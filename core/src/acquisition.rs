//! User acquisition model.
//!
//! The base table has one row per user, including users with zero
//! events, whose activation fields stay absent. This is where orphaned
//! users remain visible. The summary table rolls activation and
//! quick-start rates up by (acquisition month, title).

use crate::classify::{
    activation_category, arr_category, firm_size_category, mean_feedback, satisfaction_category,
    ActivationCategory, ArrCategory, FirmSizeCategory, SatisfactionCategory,
};
use crate::dataset::Dataset;
use crate::types::{round2, EntityId, MonthKey};
use chrono::{NaiveDate, NaiveDateTime};
use serde::Serialize;
use std::collections::{BTreeMap, BTreeSet};

#[derive(Debug, Clone, Serialize)]
pub struct AcquisitionBaseRow {
    pub user_id: EntityId,
    pub user_title: String,
    pub user_created_date: NaiveDateTime,
    /// From the user's earliest event; absent for users with no events
    /// and for events referencing an unknown firm the raw id is still
    /// carried.
    pub firm_id: Option<EntityId>,
    pub firm_size: Option<i64>,
    pub arr_in_thousands: Option<f64>,
    pub acquisition_month: MonthKey,
    pub first_activity_date: Option<NaiveDateTime>,
    pub days_to_first_activity: Option<i64>,
    pub total_events: u64,
    pub active_days: u64,
    pub avg_satisfaction_score: Option<f64>,
    pub total_documents_processed: i64,
    pub is_activated: u8,
    pub is_quick_start: u8,
    pub is_monthly_activated: u8,
    pub firm_size_category: FirmSizeCategory,
    pub arr_category: ArrCategory,
    pub activation_category: ActivationCategory,
    pub satisfaction_category: SatisfactionCategory,
}

#[derive(Debug, Clone, Serialize)]
pub struct AcquisitionSummaryRow {
    pub acquisition_month: MonthKey,
    pub user_title: String,
    pub users: u64,
    pub activated: u64,
    pub quick_start: u64,
    pub avg_events_per_user: f64,
    pub avg_satisfaction_score: Option<f64>,
    pub activation_rate_pct: f64,
    pub quick_start_rate_pct: f64,
}

/// One row per user, in snapshot user order.
pub fn acquisition_base(data: &Dataset) -> Vec<AcquisitionBaseRow> {
    let mut rows = Vec::new();

    for user in data.users() {
        let events = data.user_events(&user.user_id);

        let first = events.first();
        let first_activity = first.map(|e| e.event_created_at);
        let days_to_first =
            first_activity.map(|ts| (ts - user.user_created_date).num_days());

        let firm_id = first.map(|e| e.firm_id.clone());
        let firm = firm_id.as_deref().and_then(|id| data.firm(id));

        let mut active_dates: BTreeSet<NaiveDate> = BTreeSet::new();
        for event in &events {
            active_dates.insert(event.event_created_at.date());
        }

        let avg_satisfaction = mean_feedback(events.iter().filter_map(|e| e.feedback_score));

        rows.push(AcquisitionBaseRow {
            user_id: user.user_id.clone(),
            user_title: user.user_title.clone(),
            user_created_date: user.user_created_date,
            firm_id,
            firm_size: firm.map(|f| f.firm_size),
            arr_in_thousands: firm.map(|f| f.arr_in_thousands),
            acquisition_month: MonthKey::of(user.user_created_date),
            first_activity_date: first_activity,
            days_to_first_activity: days_to_first,
            total_events: events.len() as u64,
            active_days: active_dates.len() as u64,
            avg_satisfaction_score: avg_satisfaction,
            total_documents_processed: events.iter().map(|e| e.num_docs).sum(),
            is_activated: u8::from(first_activity.is_some()),
            is_quick_start: u8::from(matches!(days_to_first, Some(d) if d <= 7)),
            is_monthly_activated: u8::from(matches!(days_to_first, Some(d) if d <= 30)),
            firm_size_category: firm_size_category(firm.map(|f| f.firm_size)),
            arr_category: arr_category(firm.map(|f| f.arr_in_thousands)),
            activation_category: activation_category(days_to_first),
            satisfaction_category: satisfaction_category(avg_satisfaction),
        });
    }

    log::debug!("acquisition: {} user rows", rows.len());
    rows
}

/// Roll the base table up by (acquisition month, title).
pub fn acquisition_summary(base: &[AcquisitionBaseRow]) -> Vec<AcquisitionSummaryRow> {
    let mut groups: BTreeMap<(MonthKey, &str), Vec<&AcquisitionBaseRow>> = BTreeMap::new();
    for row in base {
        groups
            .entry((row.acquisition_month, row.user_title.as_str()))
            .or_default()
            .push(row);
    }

    groups
        .into_iter()
        .map(|((month, title), members)| {
            let users = members.len() as u64;
            let activated: u64 = members.iter().map(|r| u64::from(r.is_activated)).sum();
            let quick_start: u64 = members.iter().map(|r| u64::from(r.is_quick_start)).sum();
            let n = users as f64;
            // Mean of the per-user averages, over users who left feedback.
            let satisfaction: Vec<f64> = members
                .iter()
                .filter_map(|r| r.avg_satisfaction_score)
                .collect();
            AcquisitionSummaryRow {
                acquisition_month: month,
                user_title: title.to_string(),
                users,
                activated,
                quick_start,
                avg_events_per_user: round2(
                    members.iter().map(|r| r.total_events as f64).sum::<f64>() / n,
                ),
                avg_satisfaction_score: if satisfaction.is_empty() {
                    None
                } else {
                    Some(round2(
                        satisfaction.iter().sum::<f64>() / satisfaction.len() as f64,
                    ))
                },
                activation_rate_pct: round2(activated as f64 / n * 100.0),
                quick_start_rate_pct: round2(quick_start as f64 / n * 100.0),
            }
        })
        .collect()
}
-*-*-
* Task objective
Your response must be one number, namely how many lines of the data contain the string "with".

* Solution to this exercise
2